Propos recueillis par Antoine Grosjean
Impossible de subvenir seule à ses besoins
Une coiffeuse à Lausanne, 26 ans: «J’ai fait mon apprentissage en 2015. Depuis, malgré l’augmentation salariale dans la Convention collective de travail (CCT) de la coiffure, notre pouvoir d’achat a reculé. Mes collègues et moi, nous touchons, selon nos formations, entre 3800 et 4400 francs brut par mois environ pour des semaines à 43 heures et en travaillant tous les samedis. Avec le coût de la vie actuel, une coiffeuse ne peut pas subvenir seule à ses besoins. Soit on vit chez ses parents, en colocation ou avec son chéri. Depuis quelques années, nous n’avons quasi plus de bonne-main. Avant, je me souviens qu’une collègue gardait tous ses pourboires pour payer ses impôts ou partir en vacances. C’était comme un 13e salaire. Depuis quatre ans (soit depuis le Covid, ndlr), ce n’est plus le cas. Ce qu’il nous faudrait en fait, c’est un 13e salaire. Je confie que j’ai adoré mon métier.
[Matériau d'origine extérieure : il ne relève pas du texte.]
//! Data structures shared by the engine, its collaborators and front ends.

mod ca;
pub use self::ca::*;

mod cert;
pub use self::cert::*;

mod crl;
pub use self::crl::*;

mod revocation;
pub use self::revocation::*;
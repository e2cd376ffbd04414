use std::sync::Arc;

use clap::Parser;

use caengine::constants::CAENGINE_DEFAULT_CONFIG_FILE;
use caengine::daemon::config::Config;
use caengine::daemon::start::start_caengine;

/// Runs the issuing engine for a single CA.
#[derive(Parser)]
#[command(version, about)]
struct Args {
    /// Override the path to the config file
    #[arg(short, long, value_name = "FILE", default_value = CAENGINE_DEFAULT_CONFIG_FILE)]
    config: String,
}

#[tokio::main]
async fn main() {
    let args = Args::parse();
    let config = match Config::create(&args.config) {
        Ok(config) => Arc::new(config),
        Err(e) => {
            eprintln!("{}", e);
            ::std::process::exit(1);
        }
    };

    if let Err(e) = start_caengine(config).await {
        eprintln!("{}", e);
        ::std::process::exit(1);
    }
}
Je l’ai choisi par passion. Ma mère m’avait mise en garde sur le fait que le salaire était petit, mais je n’y pensais pas à l’époque. Au fil des ans, on se rend compte des inconvénients du métier: le stress de faire du chiffre, notre rôle social qui fait qu’on entend des plaintes du matin au soir, la pression de la clientèle de plus en plus exigeante qui veut telle ou telle coupe sans permettre à la coiffeuse de développer sa créativité – et je comprends ces exigences, car je fais pareil – ou encore le peu de possibilités d’évolution. Résultat: beaucoup de coiffeuses, comme moi, se reconvertissent après dix ou quinze ans de métier. Il n’y a plus que des jeunettes dans les salons. Je n’irai pas manifester le 21 septembre, car je travaille et que je n’ai pas l’énergie. Mais tant que je ferai ce métier, je resterai membre d’Unia, car c’est important de contribuer à ma petite échelle.»